## Your instructions
Retype each entry below exactly as it stands.

## Records to use

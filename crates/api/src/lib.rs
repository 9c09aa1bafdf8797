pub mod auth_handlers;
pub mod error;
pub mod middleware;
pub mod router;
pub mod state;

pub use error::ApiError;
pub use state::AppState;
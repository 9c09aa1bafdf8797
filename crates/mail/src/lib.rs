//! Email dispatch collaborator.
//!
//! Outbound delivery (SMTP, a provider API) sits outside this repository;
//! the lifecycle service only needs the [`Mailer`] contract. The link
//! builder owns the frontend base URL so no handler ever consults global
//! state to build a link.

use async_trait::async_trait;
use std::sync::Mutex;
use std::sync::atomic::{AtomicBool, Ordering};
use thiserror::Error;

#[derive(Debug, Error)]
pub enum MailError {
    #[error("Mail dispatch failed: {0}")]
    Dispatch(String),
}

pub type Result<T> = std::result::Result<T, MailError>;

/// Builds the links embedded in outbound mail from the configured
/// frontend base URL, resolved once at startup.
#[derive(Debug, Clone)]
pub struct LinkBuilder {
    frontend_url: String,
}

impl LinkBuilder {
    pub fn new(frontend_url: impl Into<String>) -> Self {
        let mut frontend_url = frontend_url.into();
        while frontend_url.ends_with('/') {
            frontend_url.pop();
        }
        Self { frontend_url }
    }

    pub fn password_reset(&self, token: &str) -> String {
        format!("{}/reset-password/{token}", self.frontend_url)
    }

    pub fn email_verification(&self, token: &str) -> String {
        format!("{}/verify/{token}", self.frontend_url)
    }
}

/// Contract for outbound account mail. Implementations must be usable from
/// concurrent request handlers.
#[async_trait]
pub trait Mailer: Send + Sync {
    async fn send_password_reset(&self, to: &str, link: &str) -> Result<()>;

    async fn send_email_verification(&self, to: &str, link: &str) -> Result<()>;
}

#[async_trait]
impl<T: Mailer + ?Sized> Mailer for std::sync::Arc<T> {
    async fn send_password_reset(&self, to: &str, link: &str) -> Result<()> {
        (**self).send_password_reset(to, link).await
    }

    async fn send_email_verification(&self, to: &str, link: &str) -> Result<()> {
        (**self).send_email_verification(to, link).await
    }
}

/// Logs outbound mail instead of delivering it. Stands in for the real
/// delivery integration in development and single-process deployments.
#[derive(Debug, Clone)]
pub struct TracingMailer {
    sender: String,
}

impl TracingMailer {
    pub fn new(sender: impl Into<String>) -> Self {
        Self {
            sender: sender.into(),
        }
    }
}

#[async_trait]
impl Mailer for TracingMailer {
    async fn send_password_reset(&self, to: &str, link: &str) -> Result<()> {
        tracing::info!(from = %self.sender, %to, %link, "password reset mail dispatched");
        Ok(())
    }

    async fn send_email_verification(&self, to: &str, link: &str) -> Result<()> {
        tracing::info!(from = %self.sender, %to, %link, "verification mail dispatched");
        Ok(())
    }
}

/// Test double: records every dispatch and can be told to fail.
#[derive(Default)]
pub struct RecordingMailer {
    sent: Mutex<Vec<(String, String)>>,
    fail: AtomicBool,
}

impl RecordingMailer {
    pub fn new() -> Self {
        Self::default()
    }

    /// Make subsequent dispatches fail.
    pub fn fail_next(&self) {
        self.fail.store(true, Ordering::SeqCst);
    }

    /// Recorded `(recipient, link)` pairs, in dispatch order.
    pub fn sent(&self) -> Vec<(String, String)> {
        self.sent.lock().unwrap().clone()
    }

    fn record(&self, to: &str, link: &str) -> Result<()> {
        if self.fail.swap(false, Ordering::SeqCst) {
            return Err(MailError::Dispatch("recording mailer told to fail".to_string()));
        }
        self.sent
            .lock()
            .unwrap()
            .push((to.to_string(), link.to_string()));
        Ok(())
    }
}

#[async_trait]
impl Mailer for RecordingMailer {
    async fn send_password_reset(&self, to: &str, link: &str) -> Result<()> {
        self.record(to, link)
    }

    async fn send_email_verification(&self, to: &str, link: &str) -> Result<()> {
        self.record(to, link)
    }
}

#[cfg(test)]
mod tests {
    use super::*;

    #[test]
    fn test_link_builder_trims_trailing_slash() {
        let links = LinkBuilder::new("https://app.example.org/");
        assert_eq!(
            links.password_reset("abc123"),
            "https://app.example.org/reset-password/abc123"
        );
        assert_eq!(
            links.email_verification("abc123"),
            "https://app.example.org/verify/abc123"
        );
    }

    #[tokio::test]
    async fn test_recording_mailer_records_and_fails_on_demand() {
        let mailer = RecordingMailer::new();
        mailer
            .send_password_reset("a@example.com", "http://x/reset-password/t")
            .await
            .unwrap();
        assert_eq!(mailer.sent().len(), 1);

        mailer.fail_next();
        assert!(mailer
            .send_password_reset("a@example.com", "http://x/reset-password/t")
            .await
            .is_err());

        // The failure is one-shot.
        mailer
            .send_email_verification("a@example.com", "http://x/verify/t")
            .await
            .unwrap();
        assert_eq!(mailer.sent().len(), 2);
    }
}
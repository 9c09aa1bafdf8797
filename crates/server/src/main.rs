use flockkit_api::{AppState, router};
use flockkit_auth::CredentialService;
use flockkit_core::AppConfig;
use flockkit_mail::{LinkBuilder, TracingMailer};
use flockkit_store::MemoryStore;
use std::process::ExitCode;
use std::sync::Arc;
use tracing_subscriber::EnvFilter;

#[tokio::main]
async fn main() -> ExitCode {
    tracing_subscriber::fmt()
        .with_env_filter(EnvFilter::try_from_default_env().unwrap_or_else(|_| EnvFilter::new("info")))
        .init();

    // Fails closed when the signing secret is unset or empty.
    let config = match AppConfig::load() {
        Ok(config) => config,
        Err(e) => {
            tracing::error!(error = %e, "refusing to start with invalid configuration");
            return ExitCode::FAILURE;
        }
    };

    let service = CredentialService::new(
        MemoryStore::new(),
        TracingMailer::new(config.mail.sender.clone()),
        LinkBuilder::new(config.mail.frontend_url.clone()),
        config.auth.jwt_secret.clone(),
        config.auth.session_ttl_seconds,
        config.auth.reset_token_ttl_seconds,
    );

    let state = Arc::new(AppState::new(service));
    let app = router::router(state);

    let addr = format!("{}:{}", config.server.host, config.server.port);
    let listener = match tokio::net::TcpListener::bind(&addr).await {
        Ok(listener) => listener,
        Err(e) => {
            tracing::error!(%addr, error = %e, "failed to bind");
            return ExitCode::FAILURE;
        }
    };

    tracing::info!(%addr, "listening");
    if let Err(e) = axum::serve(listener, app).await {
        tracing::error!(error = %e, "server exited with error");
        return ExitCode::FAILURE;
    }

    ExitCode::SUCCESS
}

## Output for this exercise
filename crates/api/src/lib.rs
repository 9c09aa1bafdf8797
pub mod auth_handlers;
pub mod error;
pub mod middleware;
pub mod router;
pub mod state;

pub use error::ApiError;
pub use state::AppState;
repository 9c09aa1bafdf8797
filename crates/mail/src/lib.rs
//! Email dispatch collaborator.
//!
//! Outbound delivery (SMTP, a provider API) sits outside this repository;
//! the lifecycle service only needs the [`Mailer`] contract. The link
//! builder owns the frontend base URL so no handler ever consults global
//! state to build a link.

use async_trait::async_trait;
use std::sync::Mutex;
use std::sync::atomic::{AtomicBool, Ordering};
use thiserror::Error;

#[derive(Debug, Error)]
pub enum MailError {
    #[error("Mail dispatch failed: {0}")]
    Dispatch(String),
}

pub type Result<T> = std::result::Result<T, MailError>;

/// Builds the links embedded in outbound mail from the configured
/// frontend base URL, resolved once at startup.
#[derive(Debug, Clone)]
pub struct LinkBuilder {
    frontend_url: String,
}

impl LinkBuilder {
    pub fn new(frontend_url: impl Into<String>) -> Self {
        let mut frontend_url = frontend_url.into();
        while frontend_url.ends_with('/') {
            frontend_url.pop();
        }
        Self { frontend_url }
    }

    pub fn password_reset(&self, token: &str) -> String {
        format!("{}/reset-password/{token}", self.frontend_url)
    }

    pub fn email_verification(&self, token: &str) -> String {
        format!("{}/verify/{token}", self.frontend_url)
    }
}

/// Contract for outbound account mail. Implementations must be usable from
/// concurrent request handlers.
#[async_trait]
pub trait Mailer: Send + Sync {
    async fn send_password_reset(&self, to: &str, link: &str) -> Result<()>;

    async fn send_email_verification(&self, to: &str, link: &str) -> Result<()>;
}

#[async_trait]
impl<T: Mailer + ?Sized> Mailer for std::sync::Arc<T> {
    async fn send_password_reset(&self, to: &str, link: &str) -> Result<()> {
        (**self).send_password_reset(to, link).await
    }

    async fn send_email_verification(&self, to: &str, link: &str) -> Result<()> {
        (**self).send_email_verification(to, link).await
    }
}

/// Logs outbound mail instead of delivering it. Stands in for the real
/// delivery integration in development and single-process deployments.
#[derive(Debug, Clone)]
pub struct TracingMailer {
    sender: String,
}

impl TracingMailer {
    pub fn new(sender: impl Into<String>) -> Self {
        Self {
            sender: sender.into(),
        }
    }
}

#[async_trait]
impl Mailer for TracingMailer {
    async fn send_password_reset(&self, to: &str, link: &str) -> Result<()> {
        tracing::info!(from = %self.sender, %to, %link, "password reset mail dispatched");
        Ok(())
    }

    async fn send_email_verification(&self, to: &str, link: &str) -> Result<()> {
        tracing::info!(from = %self.sender, %to, %link, "verification mail dispatched");
        Ok(())
    }
}

/// Test double: records every dispatch and can be told to fail.
#[derive(Default)]
pub struct RecordingMailer {
    sent: Mutex<Vec<(String, String)>>,
    fail: AtomicBool,
}

impl RecordingMailer {
    pub fn new() -> Self {
        Self::default()
    }

    /// Make subsequent dispatches fail.
    pub fn fail_next(&self) {
        self.fail.store(true, Ordering::SeqCst);
    }

    /// Recorded `(recipient, link)` pairs, in dispatch order.
    pub fn sent(&self) -> Vec<(String, String)> {
        self.sent.lock().unwrap().clone()
    }

    fn record(&self, to: &str, link: &str) -> Result<()> {
        if self.fail.swap(false, Ordering::SeqCst) {
            return Err(MailError::Dispatch("recording mailer told to fail".to_string()));
        }
        self.sent
            .lock()
            .unwrap()
            .push((to.to_string(), link.to_string()));
        Ok(())
    }
}

#[async_trait]
impl Mailer for RecordingMailer {
    async fn send_password_reset(&self, to: &str, link: &str) -> Result<()> {
        self.record(to, link)
    }

    async fn send_email_verification(&self, to: &str, link: &str) -> Result<()> {
        self.record(to, link)
    }
}

#[cfg(test)]
mod tests {
    use super::*;

    #[test]
    fn test_link_builder_trims_trailing_slash() {
        let links = LinkBuilder::new("https://app.example.org/");
        assert_eq!(
            links.password_reset("abc123"),
            "https://app.example.org/reset-password/abc123"
        );
        assert_eq!(
            links.email_verification("abc123"),
            "https://app.example.org/verify/abc123"
        );
    }

    #[tokio::test]
    async fn test_recording_mailer_records_and_fails_on_demand() {
        let mailer = RecordingMailer::new();
        mailer
            .send_password_reset("a@example.com", "http://x/reset-password/t")
            .await
            .unwrap();
        assert_eq!(mailer.sent().len(), 1);

        mailer.fail_next();
        assert!(mailer
            .send_password_reset("a@example.com", "http://x/reset-password/t")
            .await
            .is_err());

        // The failure is one-shot.
        mailer
            .send_email_verification("a@example.com", "http://x/verify/t")
            .await
            .unwrap();
        assert_eq!(mailer.sent().len(), 2);
    }
}
repository 9c09aa1bafdf8797
filename crates/server/src/main.rs
use flockkit_api::{AppState, router};
use flockkit_auth::CredentialService;
use flockkit_core::AppConfig;
use flockkit_mail::{LinkBuilder, TracingMailer};
use flockkit_store::MemoryStore;
use std::process::ExitCode;
use std::sync::Arc;
use tracing_subscriber::EnvFilter;

#[tokio::main]
async fn main() -> ExitCode {
    tracing_subscriber::fmt()
        .with_env_filter(EnvFilter::try_from_default_env().unwrap_or_else(|_| EnvFilter::new("info")))
        .init();

    // Fails closed when the signing secret is unset or empty.
    let config = match AppConfig::load() {
        Ok(config) => config,
        Err(e) => {
            tracing::error!(error = %e, "refusing to start with invalid configuration");
            return ExitCode::FAILURE;
        }
    };

    let service = CredentialService::new(
        MemoryStore::new(),
        TracingMailer::new(config.mail.sender.clone()),
        LinkBuilder::new(config.mail.frontend_url.clone()),
        config.auth.jwt_secret.clone(),
        config.auth.session_ttl_seconds,
        config.auth.reset_token_ttl_seconds,
    );

    let state = Arc::new(AppState::new(service));
    let app = router::router(state);

    let addr = format!("{}:{}", config.server.host, config.server.port);
    let listener = match tokio::net::TcpListener::bind(&addr).await {
        Ok(listener) => listener,
        Err(e) => {
            tracing::error!(%addr, error = %e, "failed to bind");
            return ExitCode::FAILURE;
        }
    };

    tracing::info!(%addr, "listening");
    if let Err(e) = axum::serve(listener, app).await {
        tracing::error!(error = %e, "server exited with error");
        return ExitCode::FAILURE;
    }

    ExitCode::SUCCESS
}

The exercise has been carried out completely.